# WORK INSTRUCTION
Count the lines in the entries below that include the word "Uuid". Give nothing but the number.

>>>>

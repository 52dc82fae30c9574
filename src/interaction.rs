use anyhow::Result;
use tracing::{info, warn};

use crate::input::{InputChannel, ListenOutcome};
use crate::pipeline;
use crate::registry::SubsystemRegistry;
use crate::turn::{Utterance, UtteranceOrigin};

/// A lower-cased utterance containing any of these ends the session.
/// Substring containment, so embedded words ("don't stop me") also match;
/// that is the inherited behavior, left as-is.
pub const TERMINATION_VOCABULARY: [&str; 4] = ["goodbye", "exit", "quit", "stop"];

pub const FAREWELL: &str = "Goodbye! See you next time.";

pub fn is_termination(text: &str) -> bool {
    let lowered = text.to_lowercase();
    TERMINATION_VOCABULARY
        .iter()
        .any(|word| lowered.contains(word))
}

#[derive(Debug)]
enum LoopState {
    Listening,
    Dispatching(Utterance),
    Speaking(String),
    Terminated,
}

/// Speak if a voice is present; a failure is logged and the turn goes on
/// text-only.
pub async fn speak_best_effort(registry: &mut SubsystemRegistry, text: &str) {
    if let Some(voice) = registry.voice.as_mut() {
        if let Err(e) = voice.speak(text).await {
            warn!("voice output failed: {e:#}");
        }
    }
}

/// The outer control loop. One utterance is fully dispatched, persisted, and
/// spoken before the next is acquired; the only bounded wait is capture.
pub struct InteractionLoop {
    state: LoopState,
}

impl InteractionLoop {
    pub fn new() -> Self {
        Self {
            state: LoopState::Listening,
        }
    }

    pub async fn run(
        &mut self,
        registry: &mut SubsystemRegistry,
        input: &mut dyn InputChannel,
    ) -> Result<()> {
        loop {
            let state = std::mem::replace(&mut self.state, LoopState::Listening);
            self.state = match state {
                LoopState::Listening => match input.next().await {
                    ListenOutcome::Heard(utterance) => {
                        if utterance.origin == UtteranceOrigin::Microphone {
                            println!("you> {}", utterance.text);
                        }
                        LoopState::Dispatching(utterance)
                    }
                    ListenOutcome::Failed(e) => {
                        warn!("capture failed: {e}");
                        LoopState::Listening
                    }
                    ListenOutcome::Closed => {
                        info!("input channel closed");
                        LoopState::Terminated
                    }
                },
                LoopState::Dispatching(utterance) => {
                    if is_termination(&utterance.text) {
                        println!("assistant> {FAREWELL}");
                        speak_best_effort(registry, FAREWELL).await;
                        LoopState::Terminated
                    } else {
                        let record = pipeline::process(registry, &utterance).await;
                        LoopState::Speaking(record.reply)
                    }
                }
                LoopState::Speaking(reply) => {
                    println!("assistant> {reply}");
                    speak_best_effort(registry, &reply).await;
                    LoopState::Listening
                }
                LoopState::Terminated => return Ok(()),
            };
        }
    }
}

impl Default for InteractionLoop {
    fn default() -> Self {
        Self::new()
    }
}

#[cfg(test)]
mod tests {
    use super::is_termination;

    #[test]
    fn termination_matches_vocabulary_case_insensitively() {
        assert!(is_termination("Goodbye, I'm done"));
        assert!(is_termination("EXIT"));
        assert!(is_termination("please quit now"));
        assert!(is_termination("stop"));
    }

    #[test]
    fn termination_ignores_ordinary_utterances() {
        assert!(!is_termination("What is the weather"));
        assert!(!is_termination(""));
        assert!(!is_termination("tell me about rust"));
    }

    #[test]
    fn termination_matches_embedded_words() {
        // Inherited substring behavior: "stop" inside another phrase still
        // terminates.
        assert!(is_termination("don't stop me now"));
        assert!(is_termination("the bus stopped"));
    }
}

<<<<
>>>>

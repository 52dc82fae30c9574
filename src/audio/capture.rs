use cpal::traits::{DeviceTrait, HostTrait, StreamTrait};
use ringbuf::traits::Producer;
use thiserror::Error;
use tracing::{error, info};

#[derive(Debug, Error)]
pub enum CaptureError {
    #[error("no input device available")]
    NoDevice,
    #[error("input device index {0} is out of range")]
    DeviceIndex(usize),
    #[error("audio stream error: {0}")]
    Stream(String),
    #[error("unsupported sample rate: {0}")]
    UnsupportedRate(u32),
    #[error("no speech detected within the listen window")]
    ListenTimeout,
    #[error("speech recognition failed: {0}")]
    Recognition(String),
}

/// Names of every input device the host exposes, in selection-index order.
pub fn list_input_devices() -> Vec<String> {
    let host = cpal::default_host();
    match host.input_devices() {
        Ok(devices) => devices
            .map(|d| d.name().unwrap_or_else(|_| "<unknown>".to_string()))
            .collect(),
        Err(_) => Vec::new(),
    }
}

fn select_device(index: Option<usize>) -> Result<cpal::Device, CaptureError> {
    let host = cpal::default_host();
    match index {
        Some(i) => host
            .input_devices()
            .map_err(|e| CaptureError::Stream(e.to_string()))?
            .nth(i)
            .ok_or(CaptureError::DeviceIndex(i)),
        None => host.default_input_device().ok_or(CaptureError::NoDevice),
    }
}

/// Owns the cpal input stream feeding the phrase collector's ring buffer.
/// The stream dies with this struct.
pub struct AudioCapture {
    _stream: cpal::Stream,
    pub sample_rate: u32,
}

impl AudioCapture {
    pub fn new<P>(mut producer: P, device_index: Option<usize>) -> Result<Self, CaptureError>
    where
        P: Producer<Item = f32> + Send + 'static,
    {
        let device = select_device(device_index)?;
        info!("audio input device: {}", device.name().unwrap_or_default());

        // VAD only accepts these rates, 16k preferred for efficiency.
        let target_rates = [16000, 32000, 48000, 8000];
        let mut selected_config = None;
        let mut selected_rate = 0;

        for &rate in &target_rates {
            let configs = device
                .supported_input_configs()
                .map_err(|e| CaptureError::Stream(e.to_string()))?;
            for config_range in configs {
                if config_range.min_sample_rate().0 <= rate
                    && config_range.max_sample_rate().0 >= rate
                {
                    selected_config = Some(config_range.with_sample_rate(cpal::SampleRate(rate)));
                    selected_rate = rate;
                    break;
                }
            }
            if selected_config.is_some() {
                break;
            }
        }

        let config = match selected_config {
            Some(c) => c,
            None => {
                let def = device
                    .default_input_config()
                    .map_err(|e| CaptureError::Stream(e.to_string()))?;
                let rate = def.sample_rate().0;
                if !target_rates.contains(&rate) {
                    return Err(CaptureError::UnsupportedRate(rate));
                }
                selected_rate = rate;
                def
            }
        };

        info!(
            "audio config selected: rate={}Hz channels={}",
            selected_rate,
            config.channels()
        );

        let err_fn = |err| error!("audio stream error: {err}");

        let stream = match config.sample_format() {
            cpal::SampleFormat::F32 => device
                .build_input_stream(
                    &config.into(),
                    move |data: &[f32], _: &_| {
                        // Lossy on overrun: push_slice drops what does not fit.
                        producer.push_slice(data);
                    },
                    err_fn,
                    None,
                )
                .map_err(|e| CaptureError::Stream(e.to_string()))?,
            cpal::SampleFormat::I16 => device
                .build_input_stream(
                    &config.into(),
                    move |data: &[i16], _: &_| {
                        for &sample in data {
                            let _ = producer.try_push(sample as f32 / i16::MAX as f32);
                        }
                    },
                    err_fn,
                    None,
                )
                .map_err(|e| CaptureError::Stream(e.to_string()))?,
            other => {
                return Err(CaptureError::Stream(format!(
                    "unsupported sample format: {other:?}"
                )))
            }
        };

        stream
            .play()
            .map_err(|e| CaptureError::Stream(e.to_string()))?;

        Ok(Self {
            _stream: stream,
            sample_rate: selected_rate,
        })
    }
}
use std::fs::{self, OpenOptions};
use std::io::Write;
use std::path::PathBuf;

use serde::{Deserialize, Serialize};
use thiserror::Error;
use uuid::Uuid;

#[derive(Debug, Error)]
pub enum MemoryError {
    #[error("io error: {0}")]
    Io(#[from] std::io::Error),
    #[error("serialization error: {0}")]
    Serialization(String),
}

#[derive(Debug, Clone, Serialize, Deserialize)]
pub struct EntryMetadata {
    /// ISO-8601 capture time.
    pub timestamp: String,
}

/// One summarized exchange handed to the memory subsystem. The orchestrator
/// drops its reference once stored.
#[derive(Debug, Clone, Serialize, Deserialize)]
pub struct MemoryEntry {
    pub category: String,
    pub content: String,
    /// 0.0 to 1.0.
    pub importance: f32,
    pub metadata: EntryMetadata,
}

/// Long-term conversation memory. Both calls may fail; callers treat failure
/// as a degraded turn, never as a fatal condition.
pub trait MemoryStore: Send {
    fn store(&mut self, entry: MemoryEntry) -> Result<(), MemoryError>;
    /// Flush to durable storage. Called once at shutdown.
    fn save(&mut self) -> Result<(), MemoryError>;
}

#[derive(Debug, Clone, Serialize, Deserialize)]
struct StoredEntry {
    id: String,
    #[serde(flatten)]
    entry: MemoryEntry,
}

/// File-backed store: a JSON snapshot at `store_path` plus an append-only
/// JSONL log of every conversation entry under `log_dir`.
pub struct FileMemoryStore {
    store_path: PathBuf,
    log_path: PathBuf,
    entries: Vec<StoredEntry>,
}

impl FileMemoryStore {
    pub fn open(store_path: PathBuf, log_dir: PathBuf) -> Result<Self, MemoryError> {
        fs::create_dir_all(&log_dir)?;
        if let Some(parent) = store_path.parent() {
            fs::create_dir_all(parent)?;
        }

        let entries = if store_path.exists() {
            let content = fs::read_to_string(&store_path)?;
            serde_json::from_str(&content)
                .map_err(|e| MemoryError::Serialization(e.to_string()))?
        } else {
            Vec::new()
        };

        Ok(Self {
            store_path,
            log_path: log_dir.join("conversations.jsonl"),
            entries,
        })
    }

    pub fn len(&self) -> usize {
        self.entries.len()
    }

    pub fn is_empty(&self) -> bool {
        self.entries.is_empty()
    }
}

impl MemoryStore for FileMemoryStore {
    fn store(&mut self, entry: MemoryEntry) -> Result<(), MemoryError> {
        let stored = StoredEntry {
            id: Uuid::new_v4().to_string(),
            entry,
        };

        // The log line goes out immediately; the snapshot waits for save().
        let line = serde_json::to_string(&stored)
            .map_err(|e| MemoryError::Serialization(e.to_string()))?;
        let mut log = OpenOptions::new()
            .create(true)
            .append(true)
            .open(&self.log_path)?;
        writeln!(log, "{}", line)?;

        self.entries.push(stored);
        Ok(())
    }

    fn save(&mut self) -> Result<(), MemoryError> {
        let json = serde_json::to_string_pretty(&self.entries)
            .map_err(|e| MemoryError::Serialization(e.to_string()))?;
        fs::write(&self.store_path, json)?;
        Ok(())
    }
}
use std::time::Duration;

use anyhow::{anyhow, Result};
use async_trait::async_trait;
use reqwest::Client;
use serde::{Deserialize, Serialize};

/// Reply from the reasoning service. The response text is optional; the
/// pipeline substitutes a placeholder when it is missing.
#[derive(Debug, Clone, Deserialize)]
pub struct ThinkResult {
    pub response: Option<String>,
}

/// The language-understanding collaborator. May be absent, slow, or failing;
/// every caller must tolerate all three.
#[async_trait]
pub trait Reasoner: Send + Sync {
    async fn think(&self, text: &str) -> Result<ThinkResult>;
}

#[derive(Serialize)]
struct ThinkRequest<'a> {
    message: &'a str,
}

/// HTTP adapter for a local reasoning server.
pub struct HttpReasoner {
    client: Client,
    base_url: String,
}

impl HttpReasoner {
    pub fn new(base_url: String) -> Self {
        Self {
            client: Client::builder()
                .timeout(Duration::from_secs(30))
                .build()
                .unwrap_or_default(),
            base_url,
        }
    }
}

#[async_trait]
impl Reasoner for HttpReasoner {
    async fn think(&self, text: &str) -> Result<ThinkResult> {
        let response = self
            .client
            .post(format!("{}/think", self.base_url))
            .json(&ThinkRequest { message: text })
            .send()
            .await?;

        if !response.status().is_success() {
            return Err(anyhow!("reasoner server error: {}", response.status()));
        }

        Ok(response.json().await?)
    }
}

<<<<

# THE ANSWER
2